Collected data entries
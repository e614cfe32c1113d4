//! Core use-case services.
//!
//! # Responsibility
//! - Orchestrate repository calls into use-case level APIs.
//! - Keep the CLI decoupled from storage details.

pub mod draw_service;
pub mod favorite_service;
pub mod home_service;
pub mod import_service;
pub mod profile_service;
pub mod recipe_service;
//! User profile repository contracts and SQLite implementation.
//!
//! # Invariants
//! - `upsert_profile` matches on the user id and overwrites every column
//!   (last write wins).
//! - Stored list columns may be JSON arrays or legacy brace strings; both
//!   decode to the same case-preserving list.

use crate::model::profile::{UserId, UserProfile};
use crate::model::tags::TagField;
use crate::repo::{RepoError, RepoResult};
use rusqlite::{params, Connection};
use uuid::Uuid;

/// Repository interface for `user_profiles`.
pub trait ProfileRepository {
    /// Returns `None` when the user never saved a profile.
    fn get_profile(&self, user_id: UserId) -> RepoResult<Option<UserProfile>>;
    fn upsert_profile(&self, profile: &UserProfile) -> RepoResult<()>;
}

pub struct SqliteProfileRepository<'conn> {
    conn: &'conn Connection,
}

impl<'conn> SqliteProfileRepository<'conn> {
    pub fn new(conn: &'conn Connection) -> Self {
        Self { conn }
    }
}

impl ProfileRepository for SqliteProfileRepository<'_> {
    fn get_profile(&self, user_id: UserId) -> RepoResult<Option<UserProfile>> {
        let mut stmt = self.conn.prepare(
            "SELECT id, health_goals, dietary_habit, allergens
             FROM user_profiles
             WHERE id = ?1;",
        )?;
        let mut rows = stmt.query([user_id.to_string()])?;
        let Some(row) = rows.next()? else {
            return Ok(None);
        };

        let id_text: String = row.get("id")?;
        let stored_id = Uuid::parse_str(&id_text).map_err(|_| {
            RepoError::InvalidData(format!("invalid uuid value `{id_text}` in user_profiles.id"))
        })?;
        let goals: String = row.get("health_goals")?;
        let allergens: String = row.get("allergens")?;

        Ok(Some(UserProfile {
            user_id: stored_id,
            health_goals: TagField::from_stored(&goals).display_tags(),
            dietary_habit: row.get("dietary_habit")?,
            allergens: TagField::from_stored(&allergens).display_tags(),
        }))
    }

    fn upsert_profile(&self, profile: &UserProfile) -> RepoResult<()> {
        self.conn.execute(
            "INSERT INTO user_profiles (id, health_goals, dietary_habit, allergens)
             VALUES (?1, ?2, ?3, ?4)
             ON CONFLICT(id) DO UPDATE SET
                health_goals = excluded.health_goals,
                dietary_habit = excluded.dietary_habit,
                allergens = excluded.allergens,
                updated_at = (strftime('%s', 'now') * 1000);",
            params![
                profile.user_id.to_string(),
                TagField::List(profile.health_goals.clone()).to_stored(),
                profile.dietary_habit.as_str(),
                TagField::List(profile.allergens.clone()).to_stored(),
            ],
        )?;
        Ok(())
    }
}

WHAT YOU SHOULD DO> The entries must all be transcribed exactly.

EXERCISE RESPONSE>
repository e614cfe32c1113d4
//! Core use-case services.
//!
//! # Responsibility
//! - Orchestrate repository calls into use-case level APIs.
//! - Keep the CLI decoupled from storage details.

pub mod draw_service;
pub mod favorite_service;
pub mod home_service;
pub mod import_service;
pub mod profile_service;
pub mod recipe_service;
//! User profile repository contracts and SQLite implementation.
//!
//! # Invariants
//! - `upsert_profile` matches on the user id and overwrites every column
//!   (last write wins).
//! - Stored list columns may be JSON arrays or legacy brace strings; both
//!   decode to the same case-preserving list.

use crate::model::profile::{UserId, UserProfile};
use crate::model::tags::TagField;
use crate::repo::{RepoError, RepoResult};
use rusqlite::{params, Connection};
use uuid::Uuid;

/// Repository interface for `user_profiles`.
pub trait ProfileRepository {
    /// Returns `None` when the user never saved a profile.
    fn get_profile(&self, user_id: UserId) -> RepoResult<Option<UserProfile>>;
    fn upsert_profile(&self, profile: &UserProfile) -> RepoResult<()>;
}

pub struct SqliteProfileRepository<'conn> {
    conn: &'conn Connection,
}

impl<'conn> SqliteProfileRepository<'conn> {
    pub fn new(conn: &'conn Connection) -> Self {
        Self { conn }
    }
}

impl ProfileRepository for SqliteProfileRepository<'_> {
    fn get_profile(&self, user_id: UserId) -> RepoResult<Option<UserProfile>> {
        let mut stmt = self.conn.prepare(
            "SELECT id, health_goals, dietary_habit, allergens
             FROM user_profiles
             WHERE id = ?1;",
        )?;
        let mut rows = stmt.query([user_id.to_string()])?;
        let Some(row) = rows.next()? else {
            return Ok(None);
        };

        let id_text: String = row.get("id")?;
        let stored_id = Uuid::parse_str(&id_text).map_err(|_| {
            RepoError::InvalidData(format!("invalid uuid value `{id_text}` in user_profiles.id"))
        })?;
        let goals: String = row.get("health_goals")?;
        let allergens: String = row.get("allergens")?;

        Ok(Some(UserProfile {
            user_id: stored_id,
            health_goals: TagField::from_stored(&goals).display_tags(),
            dietary_habit: row.get("dietary_habit")?,
            allergens: TagField::from_stored(&allergens).display_tags(),
        }))
    }

    fn upsert_profile(&self, profile: &UserProfile) -> RepoResult<()> {
        self.conn.execute(
            "INSERT INTO user_profiles (id, health_goals, dietary_habit, allergens)
             VALUES (?1, ?2, ?3, ?4)
             ON CONFLICT(id) DO UPDATE SET
                health_goals = excluded.health_goals,
                dietary_habit = excluded.dietary_habit,
                allergens = excluded.allergens,
                updated_at = (strftime('%s', 'now') * 1000);",
            params![
                profile.user_id.to_string(),
                TagField::List(profile.health_goals.clone()).to_stored(),
                profile.dietary_habit.as_str(),
                TagField::List(profile.allergens.clone()).to_stored(),
            ],
        )?;
        Ok(())
    }
}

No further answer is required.